▶ _Exercise_
Search the entries for the word "LayerRecord" and pull out each line that has it.

====== Listed entries ======

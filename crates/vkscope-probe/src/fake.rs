//! Deterministic in-memory driver backend.
//!
//! Implements the driver seam over canned capability sets so the pipeline,
//! presenter, and CLI can be exercised without a GPU or a Vulkan loader.
//! Selected at the CLI via `--fake` or the `VKSCOPE_FAKE` environment
//! variable.

use std::cell::Cell;

use vkscope_report::{
    CapabilityExtension, DeviceCategory, DeviceHandle, DeviceIdentity, MemoryHeap, MemoryProfile,
    QueueFamilyCapability, QueueFlags, StatusCode,
};

use crate::driver::{CapabilityDriver, DriverContext, DriverResult, LayerRecord};

/// Fake device handles start here; a zero handle is never valid.
const HANDLE_BASE: u64 = 0x1000;

/// One canned layer with its extension set.
#[derive(Debug, Clone)]
pub struct FakeLayer {
    pub record: LayerRecord,
    pub extensions: Vec<CapabilityExtension>,
}

/// One canned physical device.
#[derive(Debug, Clone)]
pub struct FakeDevice {
    pub identity: DeviceIdentity,
    pub memory: MemoryProfile,
    pub queue_families: Vec<QueueFamilyCapability>,
}

/// Canned capability sets plus injectable failure points.
///
/// All fields are public so tests can shape arbitrary scenarios directly.
#[derive(Debug, Default)]
pub struct FakeDriver {
    pub extensions: Vec<CapabilityExtension>,
    pub layers: Vec<FakeLayer>,
    pub devices: Vec<FakeDevice>,
    /// Fail context creation with this status instead of succeeding.
    pub context_failure: Option<StatusCode>,
    /// Fail the global extension count phase with this status.
    pub extension_failure: Option<StatusCode>,
    contexts_created: Cell<u32>,
}

impl FakeDriver {
    /// A driver reporting nothing at all: zero extensions, layers, devices.
    pub fn empty() -> Self {
        Self::default()
    }

    /// The reference scenario: zero layers, zero extensions, one discrete
    /// device with a single graphics+compute family of one queue.
    pub fn reference() -> Self {
        Self {
            devices: vec![FakeDevice {
                identity: DeviceIdentity {
                    name: "vkscope fake device".to_string(),
                    vendor_id: 0xFFFF,
                    device_id: 0x0001,
                    category: DeviceCategory::DiscreteGpu,
                    api_version: (1 << 22) | (1 << 12),
                    driver_version: 1,
                },
                memory: MemoryProfile {
                    heaps: vec![MemoryHeap { size: 4 * 1024 * 1024 * 1024, device_local: true }],
                    type_count: 2,
                },
                queue_families: vec![QueueFamilyCapability {
                    flags: QueueFlags::GRAPHICS | QueueFlags::COMPUTE,
                    queue_count: 1,
                }],
            }],
            ..Self::default()
        }
    }

    /// Add a validation-style layer exposing one debug extension.
    pub fn with_validation_layer(mut self) -> Self {
        self.layers.push(FakeLayer {
            record: LayerRecord {
                name: "VK_LAYER_FAKE_validation".to_string(),
                description: "fake validation layer".to_string(),
                spec_version: (1 << 22) | (1 << 12),
                implementation_version: 1,
            },
            extensions: vec![CapabilityExtension {
                name: "VK_EXT_debug_utils".to_string(),
                spec_version: 2,
            }],
        });
        self
    }

    /// Make context creation fail with the given status.
    pub fn with_context_failure(mut self, status: StatusCode) -> Self {
        self.context_failure = Some(status);
        self
    }

    /// How many contexts this driver has created so far.
    pub fn contexts_created(&self) -> u32 {
        self.contexts_created.get()
    }

    fn layer_extensions(&self, name: &str) -> DriverResult<&[CapabilityExtension]> {
        self.layers
            .iter()
            .find(|layer| layer.record.name == name)
            .map(|layer| layer.extensions.as_slice())
            .ok_or(StatusCode::LAYER_NOT_PRESENT)
    }
}

impl CapabilityDriver for FakeDriver {
    fn extension_count(&self, scope: Option<&str>) -> DriverResult<u32> {
        match scope {
            None => {
                if let Some(status) = self.extension_failure {
                    return Err(status);
                }
                Ok(self.extensions.len() as u32)
            }
            Some(name) => Ok(self.layer_extensions(name)?.len() as u32),
        }
    }

    fn extension_fill(
        &self,
        scope: Option<&str>,
        count: u32,
    ) -> DriverResult<Vec<CapabilityExtension>> {
        let all = match scope {
            None => self.extensions.as_slice(),
            Some(name) => self.layer_extensions(name)?,
        };
        Ok(all.iter().take(count as usize).cloned().collect())
    }

    fn layer_count(&self) -> DriverResult<u32> {
        Ok(self.layers.len() as u32)
    }

    fn layer_fill(&self, count: u32) -> DriverResult<Vec<LayerRecord>> {
        Ok(self.layers.iter().take(count as usize).map(|layer| layer.record.clone()).collect())
    }

    fn create_context(&self, enabled_layers: &[String]) -> DriverResult<Box<dyn DriverContext>> {
        if let Some(status) = self.context_failure {
            return Err(status);
        }
        self.contexts_created.set(self.contexts_created.get() + 1);
        Ok(Box::new(FakeContext {
            enabled_layers: enabled_layers.to_vec(),
            devices: self.devices.clone(),
        }))
    }
}

/// Context over a cloned device list.
#[derive(Debug)]
pub struct FakeContext {
    enabled_layers: Vec<String>,
    devices: Vec<FakeDevice>,
}

impl FakeContext {
    fn device(&self, handle: DeviceHandle) -> DriverResult<&FakeDevice> {
        handle
            .0
            .checked_sub(HANDLE_BASE)
            .and_then(|index| self.devices.get(index as usize))
            .ok_or(StatusCode::INITIALIZATION_FAILED)
    }
}

impl DriverContext for FakeContext {
    fn enabled_layers(&self) -> &[String] {
        &self.enabled_layers
    }

    fn device_count(&self) -> DriverResult<u32> {
        Ok(self.devices.len() as u32)
    }

    fn device_fill(&self, count: u32) -> DriverResult<Vec<DeviceHandle>> {
        Ok((0..count.min(self.devices.len() as u32))
            .map(|index| DeviceHandle(HANDLE_BASE + u64::from(index)))
            .collect())
    }

    fn device_identity(&self, device: DeviceHandle) -> DriverResult<DeviceIdentity> {
        Ok(self.device(device)?.identity.clone())
    }

    fn device_memory(&self, device: DeviceHandle) -> DriverResult<MemoryProfile> {
        Ok(self.device(device)?.memory.clone())
    }

    fn queue_family_count(&self, device: DeviceHandle) -> DriverResult<u32> {
        Ok(self.device(device)?.queue_families.len() as u32)
    }

    fn queue_family_fill(
        &self,
        device: DeviceHandle,
        count: u32,
    ) -> DriverResult<Vec<QueueFamilyCapability>> {
        Ok(self.device(device)?.queue_families.iter().take(count as usize).copied().collect())
    }
}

======

▶ _Answer for this exercise_
use crate::driver::{CapabilityDriver, DriverContext, DriverResult, LayerRecord};
    pub record: LayerRecord,
            record: LayerRecord {
    fn layer_fill(&self, count: u32) -> DriverResult<Vec<LayerRecord>> {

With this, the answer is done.